Not a Problem with Mozilla-Based Applications (Score:5, Informative)
This is not a problem with Firefox, SeaMonkey, or other Mozilla-based applications. They use a certificate database separate from Microsoft's, a database that does not contain the certificate used in the forgery.
The certification authority at fault (NIC) has an open request to have its root certificate added to Mozilla's database. However, NIC has failed to respond to requests for further information, requested over a year ago by the Mozilla person who is in charge of the process of approving certificates. Furthermore, Mozilla persons -- both staff and users -- are aware of NIC's problem; some have suggested that NIC's request be rejected and NIC be permanently banned from the database.
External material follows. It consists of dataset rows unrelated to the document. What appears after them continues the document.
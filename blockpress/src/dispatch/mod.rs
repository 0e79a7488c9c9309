//! Compression dispatch: validation, codec resolution, sequential and
//! parallel execution, outcome mapping.
//!
//! Control flow for a [`compress_texture`] call:
//!
//! ```text
//! validate(src) ── validate(dst) ── resolve codec type
//!        │
//!        ├── parallel eligible? ──> row-band dispatcher (one codec + buffer
//!        │                          pair per worker, scoped joins)
//!        └── otherwise ──────────> sequential (one codec, full-image pair)
//!                                        │
//!                              outcome ── map to public result
//! ```
//!
//! Everything is call-scoped: codecs, buffers and worker handles are created
//! fresh per call and torn down before return on every path.

pub(crate) mod banding;

use crate::codec::{create_codec, CodecBuffer, CodecOutcome};
use crate::error::CompressError;
use crate::feedback::Feedback;
use crate::format::{codec_buffer_type_for_format, codec_type_for_format, CodecType};
use crate::options::{configure_codec, CompressOptions};
use crate::texture::{validate_texture, TextureDescriptor, TextureRole};
use tracing::debug;

/// Upper bound on row-band workers regardless of detected hardware
/// concurrency.
pub const MAX_WORKERS: usize = 64;

/// Compress a source texture into a caller-allocated destination buffer.
///
/// The destination descriptor selects the target format; its buffer must be
/// pre-sized via [`compute_buffer_size`]. `options` tunes the codec (see
/// [`CompressOptions`]); `feedback` receives progress and may cancel.
///
/// When the feedback callback is shared across row-band workers it may be
/// invoked concurrently; it must be reentrant. The two user tokens pass
/// through unchanged.
///
/// [`compute_buffer_size`]: crate::compute_buffer_size
pub fn compress_texture(
    src: &TextureDescriptor,
    src_data: &[u8],
    dst: &TextureDescriptor,
    dst_data: &mut [u8],
    options: Option<&CompressOptions>,
    feedback: Option<Feedback<'_>>,
) -> Result<(), CompressError> {
    validate_texture(src, src_data, TextureRole::Source)?;
    validate_texture(dst, dst_data, TextureRole::Destination)?;

    let codec_type = codec_type_for_format(dst.format);
    let workers = effective_worker_count(options);

    if workers > 1 && codec_type.supports_row_banding() {
        debug!(codec = %codec_type, workers, "dispatching row-banded compression");
        banding::compress_banded(
            src,
            src_data,
            dst,
            dst_data,
            options,
            feedback.as_ref(),
            codec_type,
            workers,
        )
    } else {
        debug!(codec = %codec_type, "dispatching sequential compression");
        compress_sequential(
            src,
            src_data,
            dst,
            dst_data,
            options,
            feedback.as_ref(),
            codec_type,
        )
    }
}

/// Worker budget for this call: detected hardware concurrency (queried per
/// call — it can change under virtualization) capped by [`MAX_WORKERS`] and
/// by the caller's explicit thread count.
fn effective_worker_count(options: Option<&CompressOptions>) -> usize {
    let opts = options.filter(|o| o.size_tag == CompressOptions::SIZE_TAG);
    if let Some(opts) = opts {
        if opts.disable_multithreading {
            return 1;
        }
    }
    let hardware = std::thread::available_parallelism()
        .map(|p| p.get())
        .unwrap_or(1);
    let mut workers = hardware.min(MAX_WORKERS);
    if let Some(opts) = opts {
        if opts.thread_count != 0 {
            workers = workers.min(opts.thread_count as usize);
        }
    }
    workers.max(1)
}

/// Single-threaded path: one codec, one buffer pair spanning the image.
fn compress_sequential(
    src: &TextureDescriptor,
    src_data: &[u8],
    dst: &TextureDescriptor,
    dst_data: &mut [u8],
    options: Option<&CompressOptions>,
    feedback: Option<&Feedback<'_>>,
    codec_type: CodecType,
) -> Result<(), CompressError> {
    let mut codec = create_codec(codec_type).ok_or(CompressError::UnableToInitCodec)?;
    configure_codec(codec.as_mut(), options, codec_type);

    let src_buffer = CodecBuffer::new(
        codec_buffer_type_for_format(src.format),
        src.block_width,
        src.block_height,
        src.block_depth,
        src.width,
        src.height,
        src.pitch,
        src_data,
    );
    let mut dst_buffer = codec.create_buffer(
        dst.block_width,
        dst.block_height,
        dst.block_depth,
        dst.width,
        dst.height,
        dst.pitch,
        dst_data,
    );

    let outcome = codec.compress(&src_buffer, &mut dst_buffer, feedback);
    map_outcome(outcome)
}

/// Map an internal codec outcome to the public result (error code mapper).
///
/// Unknown or future outcome values map to [`CompressError::Generic`] —
/// nothing unclassified ever reads as success.
pub(crate) fn map_outcome(outcome: CodecOutcome) -> Result<(), CompressError> {
    match outcome {
        CodecOutcome::Ok => Ok(()),
        CodecOutcome::Aborted => Err(CompressError::Aborted),
        CodecOutcome::Unknown => Err(CompressError::Generic),
    }
}

/// Reduce per-worker outcomes to a single outcome.
///
/// The first non-ok outcome in worker-index order wins and is sticky: an
/// Aborted band is never overwritten by a later Ok from a sibling.
pub(crate) fn reduce_outcomes(outcomes: &[CodecOutcome]) -> CodecOutcome {
    outcomes
        .iter()
        .copied()
        .find(|outcome| *outcome != CodecOutcome::Ok)
        .unwrap_or(CodecOutcome::Ok)
}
To see the discussion, see https://bugzilla.mozilla.org/s... [mozilla.org].
Some certification authorities and some of their subscribers complain that Mozilla takes too long to approve root certificates and then to add those certificates to Mozilla's database. At least in this case, delay served to protect users. The delays are significantly caused by Mozilla's requirement for independent audit reports and for a period of public review and comment on each request. Hooray for Mozilla!!